Immunoglobulin light chain gene rearrangements display hierarchy in absence of selection for functionality in precursor-B-ALL.

The general order of the immunoglobulin (Ig) gene rearrangement process in human precursor-B cells is largely known. However, the exact Ig rearrangement patterns reflecting this process, especially those of the Ig light chain genes, are not well established. This requires detailed analysis of the gene configuration of all six IGH, IGK and IGL alleles at the single cell level. As such extensive analyses are difficult to perform in a reliable way within a single normal precursor-B cell, we used 169 precursor-B-ALL (ie six pro-B-ALL, 112 common ALL, and 51 pre-B-ALL) as clonal 'single cell' model system. The Ig gene recombinations show hierarchy starting with IGH gene rearrangements in all cases, followed by IGK rearrangements, IGK deletions and/or IGL rearrangements in 71% of cases. IGK deletions were found in the absence of IGL rearrangements in 34% of cases, which might be explained by the continuous recombinase activity in precursor-B-ALL, resulting in 'end-stage' IGK rearrangements, together with an apparently limited accessibility of the IGL locus. Remarkably, in 5% of cases IGL rearrangements took place in the absence of IGK rearrangements. In addition we found that in-frame IGH rearrangements are not necessarily required for the induction of Ig light chain gene rearrangements and that IGL rearrangements can be induced irrespective of the frame of the accompanying IGK rearrangements. In conclusion, precursor-B-ALL constitute a model system for studying Ig gene rearrangement processes without selection for functionality of the rearrangements or the influence of somatic hypermutations. Nevertheless, the hierarchy of IGH, IGK and IGL rearrrangements is apparent in precursor-B-ALL.

A single split-signal FISH probe set allows detection of TAL1 translocations as well as SIL-TAL1 fusion genes in a single test.

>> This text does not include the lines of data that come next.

use rustc_hash::{FxHashMap, FxHashSet};
use smol_str::SmolStr;

use crate::model::ElementId;
use crate::symbols::Symbol;

use super::context::ReferenceContext;

/// Arena index of a binding.
#[derive(Clone, Copy, Debug, PartialEq, Eq, Hash)]
pub struct BindingId(pub u32);

impl BindingId {
    pub fn new(index: usize) -> Self {
        Self(index as u32)
    }

    pub fn index(self) -> usize {
        self.0 as usize
    }
}

/// Resolution state of a reference site.
#[derive(Clone, Copy, Debug, PartialEq, Eq, Hash)]
pub enum BindingStatus {
    /// No reference text was specified. Terminal: never retried.
    Undefined,
    /// Not yet resolved, or the target went away. Retried whenever the
    /// symbol table changes underneath the binding's computed symbol.
    Unknown,
    /// Resolved to exactly one element of the expected shape.
    Known,
}

/// One reference site: raw text, context, and current resolution state.
///
/// Invariant: `target.is_some()` iff `status == Known`. State changes go
/// through the scheduler; reads never trigger resolution.
#[derive(Debug)]
pub struct SingleItemBinding {
    owner: ElementId,
    context: ReferenceContext,
    raw: Option<SmolStr>,
    status: BindingStatus,
    target: Option<ElementId>,
    /// Symbol this binding is currently keyed under in the inverse index.
    symbol: Option<Symbol>,
}

impl SingleItemBinding {
    pub fn new(owner: ElementId, context: ReferenceContext, raw: Option<&str>) -> Self {
        let raw = raw.filter(|text| !text.is_empty()).map(SmolStr::new);
        let status = if raw.is_none() && !context.defaults_when_omitted() {
            BindingStatus::Undefined
        } else {
            BindingStatus::Unknown
        };
        Self {
            owner,
            context,
            raw,
            status,
            target: None,
            symbol: None,
        }
    }

    pub fn owner(&self) -> ElementId {
        self.owner
    }

    pub fn context(&self) -> ReferenceContext {
        self.context
    }

    pub fn raw_text(&self) -> Option<&str> {
        self.raw.as_deref()
    }

    pub fn status(&self) -> BindingStatus {
        self.status
    }

    pub fn target(&self) -> Option<ElementId> {
        self.target
    }

    /// Symbol last computed by the normalizer for this binding.
    pub fn symbol(&self) -> Option<&Symbol> {
        self.symbol.as_ref()
    }

    pub fn is_resolved(&self) -> bool {
        self.status == BindingStatus::Known
    }

    pub(crate) fn set_known(&mut self, target: ElementId) {
        self.status = BindingStatus::Known;
        self.target = Some(target);
    }

    pub(crate) fn set_unknown(&mut self) {
        if self.status != BindingStatus::Undefined {
            self.status = BindingStatus::Unknown;
        }
        self.target = None;
    }

    /// Replace the raw text, resetting resolution state.
    pub(crate) fn reset_raw(&mut self, raw: Option<&str>) {
        self.raw = raw.filter(|text| !text.is_empty()).map(SmolStr::new);
        self.status = if self.raw.is_none() && !self.context.defaults_when_omitted() {
            BindingStatus::Undefined
        } else {
            BindingStatus::Unknown
        };
        self.target = None;
    }

    pub(crate) fn set_symbol(&mut self, symbol: Option<Symbol>) {
        self.symbol = symbol;
    }
}

/// Arena of bindings plus the inverse index from symbols to the bindings
/// currently keyed on them.
///
/// The inverse index is what keeps rename/deletion cascades linear: a table
/// mutation requeues only the bindings registered against the affected
/// symbol, never a scan of every binding in the model.
#[derive(Default)]
pub struct BindingSet {
    arena: Vec<Option<SingleItemBinding>>,
    by_symbol: FxHashMap<Symbol, FxHashSet<BindingId>>,
    /// Unknown bindings whose symbol is currently uncomputable (a scoping
    /// dependency of their normalizer is itself unresolved).
    floating: FxHashSet<BindingId>,
}

impl BindingSet {
    pub fn new() -> Self {
        Self::default()
    }

    pub fn alloc(&mut self, binding: SingleItemBinding) -> BindingId {
        let id = BindingId::new(self.arena.len());
        if binding.status() == BindingStatus::Unknown {
            self.floating.insert(id);
        }
        self.arena.push(Some(binding));
        id
    }

    pub fn get(&self, id: BindingId) -> Option<&SingleItemBinding> {
        self.arena.get(id.index()).and_then(|slot| slot.as_ref())
    }

    pub(crate) fn get_mut(&mut self, id: BindingId) -> Option<&mut SingleItemBinding> {
        self.arena
            .get_mut(id.index())
            .and_then(|slot| slot.as_mut())
    }

    /// Bindings currently keyed on `symbol`.
    pub fn keyed_on(&self, symbol: &Symbol) -> Vec<BindingId> {
        self.by_symbol
            .get(symbol)
            .map(|ids| ids.iter().copied().collect())
            .unwrap_or_default()
    }

    pub(crate) fn floating(&self) -> Vec<BindingId> {
        self.floating.iter().copied().collect()
    }

    /// Move a binding's inverse-index registration to `symbol` (or to the
    /// floating set when the symbol is uncomputable).
    pub(crate) fn rekey(&mut self, id: BindingId, symbol: Option<Symbol>) {
        let old = match self.get(id) {
            Some(binding) => binding.symbol().cloned(),
            None => return,
        };
        if let Some(old_symbol) = old {
            if let Some(ids) = self.by_symbol.get_mut(&old_symbol) {
                ids.remove(&id);
                if ids.is_empty() {
                    self.by_symbol.remove(&old_symbol);
                }
            }
        }
        self.floating.remove(&id);
        match &symbol {
            Some(new_symbol) => {
                self.by_symbol
                    .entry(new_symbol.clone())
                    .or_default()
                    .insert(id);
            }
            None => {
                let undefined = self
                    .get(id)
                    .is_some_and(|b| b.status() == BindingStatus::Undefined);
                if !undefined {
                    self.floating.insert(id);
                }
            }
        }
        if let Some(binding) = self.get_mut(id) {
            binding.set_symbol(symbol);
        }
    }

    /// Deregister and tombstone a binding (its owner was deleted).
    pub(crate) fn remove(&mut self, id: BindingId) {
        self.rekey(id, None);
        self.floating.remove(&id);
        if let Some(slot) = self.arena.get_mut(id.index()) {
            *slot = None;
        }
    }

    pub fn iter(&self) -> impl Iterator<Item = (BindingId, &SingleItemBinding)> {
        self.arena
            .iter()
            .enumerate()
            .filter_map(|(index, slot)| slot.as_ref().map(|b| (BindingId::new(index), b)))
    }
}

#[cfg(test)]
mod tests {
    use super::*;
    use crate::model::ElementId;

    #[test]
    fn empty_text_is_undefined_and_terminal() {
        let binding = SingleItemBinding::new(
            ElementId::new(0),
            ReferenceContext::NavigationPropertyRelationship,
            Some(""),
        );
        assert_eq!(binding.status(), BindingStatus::Undefined);
        assert_eq!(binding.raw_text(), None);

        let mut binding = binding;
        binding.set_unknown();
        assert_eq!(binding.status(), BindingStatus::Undefined);
    }

    #[test]
    fn defaultable_contexts_stay_unknown_without_text() {
        let binding = SingleItemBinding::new(
            ElementId::new(0),
            ReferenceContext::AssociationSetEndRole,
            None,
        );
        assert_eq!(binding.status(), BindingStatus::Unknown);
    }

    #[test]
    fn rekey_moves_inverse_index_registration() {
        let mut set = BindingSet::new();
        let id = set.alloc(SingleItemBinding::new(
            ElementId::new(0),
            ReferenceContext::EntitySetEntityType,
            Some("Customer"),
        ));
        assert_eq!(set.floating(), vec![id]);

        let symbol = crate::symbols::Symbol::from_parts(["Model1", "Customer"]);
        set.rekey(id, Some(symbol.clone()));
        assert_eq!(set.keyed_on(&symbol), vec![id]);
        assert!(set.floating().is_empty());

        set.rekey(id, None);
        assert!(set.keyed_on(&symbol).is_empty());
        assert_eq!(set.floating(), vec![id]);
    }
}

About 30% of T cell acute lymphoblastic leukemias (T-ALL) carry TAL1 gene aberrations. In the majority of cases (approximately 25%), this concerns a submicroscopic deletion of approximately 90 kb in chromosome region 1p32, which deletes the coding regions of the SIL gene and the untranslated region of the TAL1 gene, thereby placing the TAL1 gene under control of the SIL promoter region. Translocation (1;14)(p32;q11) involving the TAL1 gene occurs at a much lower frequency (3%), whereas some other rare variant translocations have been described as well. In this study we developed a set of TAL1 FISH probes based on the split-signal FISH principle that enables detection of both types of TAL1 gene aberrations in single test. For this purpose, one probe was designed downstream of the TAL1 gene (TAL1-D) and the second probe in the region upstream of the TAL1 gene, partly covering the SIL gene (SIL-U). We show that this split-signal FISH probe set allows reliable detection of the unaffected SIL-TAL1 gene region with a fusion signal, SIL-TAL1 fusion genes with loss of the SIL-U signal, and TAL1 gene translocations with a split-signal, independent of the involved partner gene.